The following chapters describes the architecture of InvenioRDM and Invenio Framework from high-level point of view. It's meant to describe and expose the higher-level structure, and help guide you how code should be organized.
How did we arrive to the current architecture?¶
The perfect architecture
The overarching goal of the architecture is similar to any other software system. We want a software system that's easily maintainable, scalable, extendable, adaptable, resilient, and ...insert your favorite other buzz words.
Reality is there's a lot of methodologies and patterns on how to build and architect software systems. However, in practice, while methodologies are useful it's often as much about tradeoffs and finding the right balance rather than strict application of a specific methodology. Most of the time you have to deal with deadlines, requirements, design patterns, costs, legacy code, people, projects, prior history and practices.
InvenioRDM is no different. The architecture is largely a by product our past experiences and challenges we've faced. The architecture as described here, is not meant to be final answer, but rather an evolving architecture that adapts and improve over time. You also won't find the answer to all your question. As we work with the architecture, we identify short comings, missing things and concepts that could be better defined.

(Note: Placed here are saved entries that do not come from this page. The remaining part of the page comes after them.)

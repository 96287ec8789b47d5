//! Static model registry.
//!
//! The registry is the built-in catalog of providers and their model
//! settings. It is built once on first access and never mutated, so it can be
//! read from any thread without locking.
//!
//! Lookups key on the entry name alone. Names must be unique across the whole
//! registry; if they are not, the first entry in provider-then-entry
//! declaration order wins.

use std::collections::{BTreeSet, HashSet};
use std::sync::LazyLock;

use crate::auth::API_KEY_FIELD;
use crate::{EmbeddingModelType, EmbeddingSettings, LanguageModelType, ModelSettings, Provider};

/// Max tokens configured for every built-in OpenAI language model.
const OPENAI_MAX_TOKENS: u32 = 1500;

static REGISTRY: LazyLock<Registry> = LazyLock::new(Registry::builtin);

/// All settings belonging to one provider.
#[derive(Debug, Clone)]
pub struct ProviderTemplate {
    /// The provider.
    pub provider: Provider,
    /// Language model entries, in declaration order.
    pub language_models: Vec<ModelSettings>,
    /// Embedding model entries, in declaration order.
    pub embedding_models: Vec<EmbeddingSettings>,
}

/// Catalog of providers and their model settings.
#[derive(Debug, Clone)]
pub struct Registry {
    providers: Vec<ProviderTemplate>,
}

impl Registry {
    /// Get the process-wide built-in registry.
    pub fn global() -> &'static Registry {
        &REGISTRY
    }

    /// Create a registry from provider templates.
    pub fn new(providers: Vec<ProviderTemplate>) -> Self {
        Self { providers }
    }

    fn builtin() -> Self {
        Self::new(vec![openai_template()])
    }

    /// Provider templates, in declaration order.
    pub fn providers(&self) -> &[ProviderTemplate] {
        &self.providers
    }

    /// Iterate over all language model entries.
    pub fn language_models(&self) -> impl Iterator<Item = &ModelSettings> {
        self.providers.iter().flat_map(|p| &p.language_models)
    }

    /// Iterate over all embedding model entries.
    pub fn embedding_models(&self) -> impl Iterator<Item = &EmbeddingSettings> {
        self.providers.iter().flat_map(|p| &p.embedding_models)
    }

    /// Names of all language models.
    pub fn language_model_names(&self) -> Vec<&str> {
        self.language_models().map(|s| s.name.as_str()).collect()
    }

    /// Names of all embedding models.
    pub fn embedding_model_names(&self) -> Vec<&str> {
        self.embedding_models().map(EmbeddingSettings::name).collect()
    }

    /// Find a language model entry by name.
    pub fn language_model(&self, name: &str) -> Option<&ModelSettings> {
        self.language_models().find(|s| s.name == name)
    }

    /// Find an embedding model entry by name.
    pub fn embedding_model(&self, name: &str) -> Option<&EmbeddingSettings> {
        self.embedding_models().find(|s| s.name() == name)
    }

    /// Credential fields of a language model, empty if the name is unknown.
    pub fn language_model_credential_fields(&self, name: &str) -> BTreeSet<&str> {
        self.language_model(name)
            .map(|s| s.credentials.fields().collect())
            .unwrap_or_default()
    }

    /// Credential fields of an embedding model, empty if the name is unknown.
    pub fn embedding_model_credential_fields(&self, name: &str) -> BTreeSet<&str> {
        self.embedding_model(name)
            .map(|s| s.settings.credentials.fields().collect())
            .unwrap_or_default()
    }

    /// Names that appear on more than one entry, across both kinds.
    pub fn duplicate_names(&self) -> Vec<&str> {
        let mut seen = HashSet::new();
        let mut duplicates = Vec::new();
        let names = self
            .language_models()
            .map(|s| s.name.as_str())
            .chain(self.embedding_models().map(EmbeddingSettings::name));

        for name in names {
            if !seen.insert(name) && !duplicates.contains(&name) {
                duplicates.push(name);
            }
        }
        duplicates
    }
}

fn openai_language_model(model_type: LanguageModelType, name: &str, model: &str) -> ModelSettings {
    ModelSettings::language_model(model_type, Provider::OpenAI, name)
        .arg("modelName", model)
        .arg("maxTokens", OPENAI_MAX_TOKENS)
        .credential_field(API_KEY_FIELD)
}

fn openai_template() -> ProviderTemplate {
    ProviderTemplate {
        provider: Provider::OpenAI,
        language_models: vec![
            openai_language_model(
                LanguageModelType::ChatCompletion,
                "openai-gpt-3.5-turbo",
                "gpt-3.5-turbo",
            ),
            openai_language_model(LanguageModelType::ChatCompletion, "openai-gpt-4", "gpt-4"),
            openai_language_model(
                LanguageModelType::Completion,
                "openai-text-davinci-003",
                "text-davinci-003",
            ),
        ],
        embedding_models: vec![
            EmbeddingSettings::new(
                EmbeddingModelType::Embedding,
                Provider::OpenAI,
                "openai-text-embedding-ada-002",
                1536,
            )
            .arg("modelName", "text-embedding-ada-002")
            .credential_field(API_KEY_FIELD),
        ],
    }
}

/// Names of all language models in the built-in registry.
pub fn language_model_names() -> Vec<&'static str> {
    Registry::global().language_model_names()
}

/// Names of all embedding models in the built-in registry.
pub fn embedding_model_names() -> Vec<&'static str> {
    Registry::global().embedding_model_names()
}

/// Credential fields of a built-in language model, empty if unknown.
pub fn language_model_credential_fields(name: &str) -> BTreeSet<&'static str> {
    Registry::global().language_model_credential_fields(name)
}

/// Credential fields of a built-in embedding model, empty if unknown.
pub fn embedding_model_credential_fields(name: &str) -> BTreeSet<&'static str> {
    Registry::global().embedding_model_credential_fields(name)
}

#[cfg(test)]
mod tests {
    use super::*;
    use pretty_assertions::assert_eq;

    #[test]
    fn builtin_language_models_in_declaration_order() {
        assert_eq!(
            language_model_names(),
            vec![
                "openai-gpt-3.5-turbo",
                "openai-gpt-4",
                "openai-text-davinci-003"
            ]
        );
    }

    #[test]
    fn builtin_embedding_models() {
        assert_eq!(embedding_model_names(), vec!["openai-text-embedding-ada-002"]);
    }

    #[test]
    fn builtin_entries_carry_catalog_args() {
        let registry = Registry::global();

        let davinci = registry.language_model("openai-text-davinci-003").unwrap();
        assert_eq!(davinci.model_type, "completion");
        assert_eq!(davinci.provider, Provider::OpenAI);
        assert_eq!(davinci.args["modelName"], "text-davinci-003");
        assert_eq!(davinci.args["maxTokens"], 1500);

        let ada = registry
            .embedding_model("openai-text-embedding-ada-002")
            .unwrap();
        assert_eq!(ada.settings.model_type, "embedding");
        assert_eq!(ada.embedding_size, 1536);
        assert_eq!(ada.settings.args["modelName"], "text-embedding-ada-002");
        assert!(ada.settings.args.get("maxTokens").is_none());
    }

    #[test]
    fn builtin_credentials_are_placeholders() {
        let registry = Registry::global();
        for settings in registry.language_models() {
            assert_eq!(settings.missing_credentials(), vec![API_KEY_FIELD]);
        }
        for settings in registry.embedding_models() {
            assert_eq!(settings.settings.missing_credentials(), vec![API_KEY_FIELD]);
        }
    }

    #[test]
    fn builtin_names_are_unique() {
        assert!(Registry::global().duplicate_names().is_empty());
    }

    #[test]
    fn lookup_is_kind_specific() {
        assert!(language_model_credential_fields("openai-text-embedding-ada-002").is_empty());
        assert!(embedding_model_credential_fields("openai-gpt-4").is_empty());
    }

    #[test]
    fn duplicate_names_resolve_to_first_entry() {
        let first = ModelSettings::language_model(
            LanguageModelType::ChatCompletion,
            Provider::OpenAI,
            "shared",
        )
        .credential_field("apiKey");
        let second =
            ModelSettings::language_model(LanguageModelType::Completion, Provider::OpenAI, "shared")
                .credential_field("organization");

        let registry = Registry::new(vec![
            ProviderTemplate {
                provider: Provider::OpenAI,
                language_models: vec![first],
                embedding_models: vec![],
            },
            ProviderTemplate {
                provider: Provider::OpenAI,
                language_models: vec![second],
                embedding_models: vec![],
            },
        ]);

        assert_eq!(registry.duplicate_names(), vec!["shared"]);
        assert_eq!(
            registry.language_model("shared").unwrap().model_type,
            "chat-completion"
        );
        assert_eq!(
            registry.language_model_credential_fields("shared"),
            BTreeSet::from(["apiKey"])
        );
    }
}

Past experiences and challenges
Some of the experiences and challenges we faced:
- High developer turn-over and many juniors: Because of the organisational framework and contract policies we've often had a high turn-over of developers and juniors. This means we must focus on good onboarding and great documentation to get developers to level where they can efficiently contribute and develop high quality software.
- Spaghetti code: We have had our share of "data massaging", type conversations and fluffy defined responsibilities which overall leads to a big ball of mud and interdependency hell.
- Bad design choices: We've obviously sometimes made bad design choices and learned from our mistakes.
- Recovering from failures: We've had to recover from some spectacular database crashes, file loss incidents on big distributed storage clusters, that helps you understand which features was helpful and which features you wish you would have had.
By no means have we solved all of these, and any software project out there is likely facing.
Why not X?¶
InvenioRDM is a monolith application using something as old as an relational database system, thus we sometimes get asked questions like why not use microservices, why not serverless and why not use NoSQL, so here's an attempt to give some vague answers.
First, nothing ever rarely starts from scratch, even when you start a new project the people and organizations involved bring a long history.
Microservices itself is not a substitute for an architecture, it's simply another way of tieing different systems together. Part of the complexity at the software level is moved to the infrastructure level, but independently of where components of the system reside they still have to communicate and have clear boundaries. You can do good and bad architectures with both monoliths and microservices. Google e.g. "microservices death star" for some examples.
SQL database have been around for the past 40 years and are often highly reliable systems. Most NoSQL system on the other hand have been around for much shorter periods and does not provide the same reliability. On top of that, InvenioRDM uses a hybrid approach of performing mainly writes of the primary data the relation database, but keeping a secondary copy indexed in NoSQL system for faster reads.